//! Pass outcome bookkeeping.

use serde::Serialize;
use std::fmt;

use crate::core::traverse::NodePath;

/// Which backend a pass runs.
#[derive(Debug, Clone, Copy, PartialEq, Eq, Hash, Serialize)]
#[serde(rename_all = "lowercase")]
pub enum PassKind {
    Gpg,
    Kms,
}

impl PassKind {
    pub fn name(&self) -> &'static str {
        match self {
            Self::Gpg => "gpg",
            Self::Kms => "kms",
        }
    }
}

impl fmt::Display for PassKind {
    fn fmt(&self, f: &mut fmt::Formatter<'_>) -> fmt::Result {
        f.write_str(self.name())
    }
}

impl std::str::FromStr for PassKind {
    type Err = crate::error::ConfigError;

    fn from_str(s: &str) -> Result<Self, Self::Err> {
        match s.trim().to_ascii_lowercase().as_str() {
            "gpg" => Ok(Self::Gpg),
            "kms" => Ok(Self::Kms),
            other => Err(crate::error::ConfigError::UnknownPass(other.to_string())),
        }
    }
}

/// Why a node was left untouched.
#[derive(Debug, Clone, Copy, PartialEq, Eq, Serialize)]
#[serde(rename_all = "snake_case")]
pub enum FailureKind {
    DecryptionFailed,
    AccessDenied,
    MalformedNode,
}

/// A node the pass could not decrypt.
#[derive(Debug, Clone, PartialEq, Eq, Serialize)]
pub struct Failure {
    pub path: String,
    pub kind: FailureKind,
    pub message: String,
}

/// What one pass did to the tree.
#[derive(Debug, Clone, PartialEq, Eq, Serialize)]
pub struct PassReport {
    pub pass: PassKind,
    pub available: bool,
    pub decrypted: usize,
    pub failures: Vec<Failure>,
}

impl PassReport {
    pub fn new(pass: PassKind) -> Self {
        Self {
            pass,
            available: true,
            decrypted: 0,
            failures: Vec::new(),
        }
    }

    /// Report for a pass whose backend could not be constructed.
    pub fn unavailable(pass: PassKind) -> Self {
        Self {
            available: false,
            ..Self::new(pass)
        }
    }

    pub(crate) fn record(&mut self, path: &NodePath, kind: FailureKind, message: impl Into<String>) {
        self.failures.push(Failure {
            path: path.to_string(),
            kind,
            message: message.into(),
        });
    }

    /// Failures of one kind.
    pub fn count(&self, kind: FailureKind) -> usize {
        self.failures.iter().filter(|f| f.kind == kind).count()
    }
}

- Task goal:
Find how many lines in the data above include the string "NodePath", and give that number alone.

- Solved problem:
2